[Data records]
"""
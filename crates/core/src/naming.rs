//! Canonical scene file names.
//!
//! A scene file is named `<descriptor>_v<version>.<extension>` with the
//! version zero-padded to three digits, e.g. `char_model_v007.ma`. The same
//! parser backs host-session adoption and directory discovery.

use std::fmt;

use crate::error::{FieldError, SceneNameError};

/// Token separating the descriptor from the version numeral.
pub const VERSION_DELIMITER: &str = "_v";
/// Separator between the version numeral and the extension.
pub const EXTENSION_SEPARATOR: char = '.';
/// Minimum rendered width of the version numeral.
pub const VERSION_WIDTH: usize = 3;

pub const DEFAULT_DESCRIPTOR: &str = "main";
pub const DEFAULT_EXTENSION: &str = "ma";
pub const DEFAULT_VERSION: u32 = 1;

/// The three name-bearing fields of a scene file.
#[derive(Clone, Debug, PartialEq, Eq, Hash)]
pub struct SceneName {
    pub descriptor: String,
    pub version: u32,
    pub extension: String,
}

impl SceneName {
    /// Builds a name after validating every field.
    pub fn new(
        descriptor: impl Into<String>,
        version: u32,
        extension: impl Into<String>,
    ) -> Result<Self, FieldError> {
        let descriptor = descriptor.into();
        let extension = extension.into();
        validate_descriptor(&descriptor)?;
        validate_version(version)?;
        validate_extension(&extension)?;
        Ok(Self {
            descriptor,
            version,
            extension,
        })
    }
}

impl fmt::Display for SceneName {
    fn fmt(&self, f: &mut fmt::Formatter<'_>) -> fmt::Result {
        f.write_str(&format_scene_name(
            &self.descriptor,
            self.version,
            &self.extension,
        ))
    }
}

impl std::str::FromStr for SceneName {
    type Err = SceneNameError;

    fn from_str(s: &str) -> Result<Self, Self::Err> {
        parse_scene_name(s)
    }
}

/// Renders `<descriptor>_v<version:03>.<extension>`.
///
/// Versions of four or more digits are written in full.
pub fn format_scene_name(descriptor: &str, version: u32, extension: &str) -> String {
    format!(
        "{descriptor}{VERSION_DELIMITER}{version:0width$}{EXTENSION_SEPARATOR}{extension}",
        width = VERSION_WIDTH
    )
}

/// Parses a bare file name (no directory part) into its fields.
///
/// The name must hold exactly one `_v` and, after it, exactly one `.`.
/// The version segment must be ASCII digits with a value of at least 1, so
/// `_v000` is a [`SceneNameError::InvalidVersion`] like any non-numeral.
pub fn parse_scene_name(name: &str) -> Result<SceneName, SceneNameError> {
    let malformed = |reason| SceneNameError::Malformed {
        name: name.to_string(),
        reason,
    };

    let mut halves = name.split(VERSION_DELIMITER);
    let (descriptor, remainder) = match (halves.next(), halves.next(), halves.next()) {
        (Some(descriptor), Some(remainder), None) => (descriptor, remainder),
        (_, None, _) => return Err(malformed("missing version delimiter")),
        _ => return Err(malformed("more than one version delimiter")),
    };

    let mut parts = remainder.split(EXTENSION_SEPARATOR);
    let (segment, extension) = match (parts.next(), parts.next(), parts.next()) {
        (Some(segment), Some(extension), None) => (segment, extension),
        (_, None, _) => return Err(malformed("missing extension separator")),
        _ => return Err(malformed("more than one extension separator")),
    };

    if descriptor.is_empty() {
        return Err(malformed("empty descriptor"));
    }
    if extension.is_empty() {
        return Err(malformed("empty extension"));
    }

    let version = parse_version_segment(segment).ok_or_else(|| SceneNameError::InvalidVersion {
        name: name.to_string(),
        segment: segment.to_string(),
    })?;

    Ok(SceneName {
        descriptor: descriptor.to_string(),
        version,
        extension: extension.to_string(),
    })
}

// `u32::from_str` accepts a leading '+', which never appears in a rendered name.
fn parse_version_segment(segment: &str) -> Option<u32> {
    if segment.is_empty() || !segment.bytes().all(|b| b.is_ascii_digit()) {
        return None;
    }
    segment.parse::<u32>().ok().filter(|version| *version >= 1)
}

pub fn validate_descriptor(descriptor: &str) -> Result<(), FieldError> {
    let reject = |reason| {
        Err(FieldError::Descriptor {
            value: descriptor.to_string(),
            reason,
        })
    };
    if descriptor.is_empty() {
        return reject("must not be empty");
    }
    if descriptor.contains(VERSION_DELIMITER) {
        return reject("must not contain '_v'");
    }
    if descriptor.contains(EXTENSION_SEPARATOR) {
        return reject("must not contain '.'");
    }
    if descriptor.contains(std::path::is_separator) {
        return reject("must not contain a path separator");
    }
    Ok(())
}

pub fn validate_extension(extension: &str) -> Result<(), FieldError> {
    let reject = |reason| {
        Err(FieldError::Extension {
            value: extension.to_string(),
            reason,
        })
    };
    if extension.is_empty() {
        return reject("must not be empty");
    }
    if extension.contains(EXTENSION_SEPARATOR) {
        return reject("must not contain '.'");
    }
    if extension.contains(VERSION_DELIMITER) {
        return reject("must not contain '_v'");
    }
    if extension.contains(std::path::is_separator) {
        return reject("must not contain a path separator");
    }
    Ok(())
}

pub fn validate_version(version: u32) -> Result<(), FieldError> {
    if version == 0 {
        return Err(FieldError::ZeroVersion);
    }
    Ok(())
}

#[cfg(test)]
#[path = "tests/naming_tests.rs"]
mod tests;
"""
*THE TASK:*
Restate, please, word for word the span of records running from the first line to the line bearing "pub const VERSION_WIDTH: usize = 3;", both included, and nothing outside it.

*SOLUTION TO THIS TASK:*
filename crates/core/src/naming.rs
//! Canonical scene file names.
//!
//! A scene file is named `<descriptor>_v<version>.<extension>` with the
//! version zero-padded to three digits, e.g. `char_model_v007.ma`. The same
//! parser backs host-session adoption and directory discovery.

use std::fmt;

use crate::error::{FieldError, SceneNameError};

/// Token separating the descriptor from the version numeral.
pub const VERSION_DELIMITER: &str = "_v";
/// Separator between the version numeral and the extension.
pub const EXTENSION_SEPARATOR: char = '.';
/// Minimum rendered width of the version numeral.
pub const VERSION_WIDTH: usize = 3;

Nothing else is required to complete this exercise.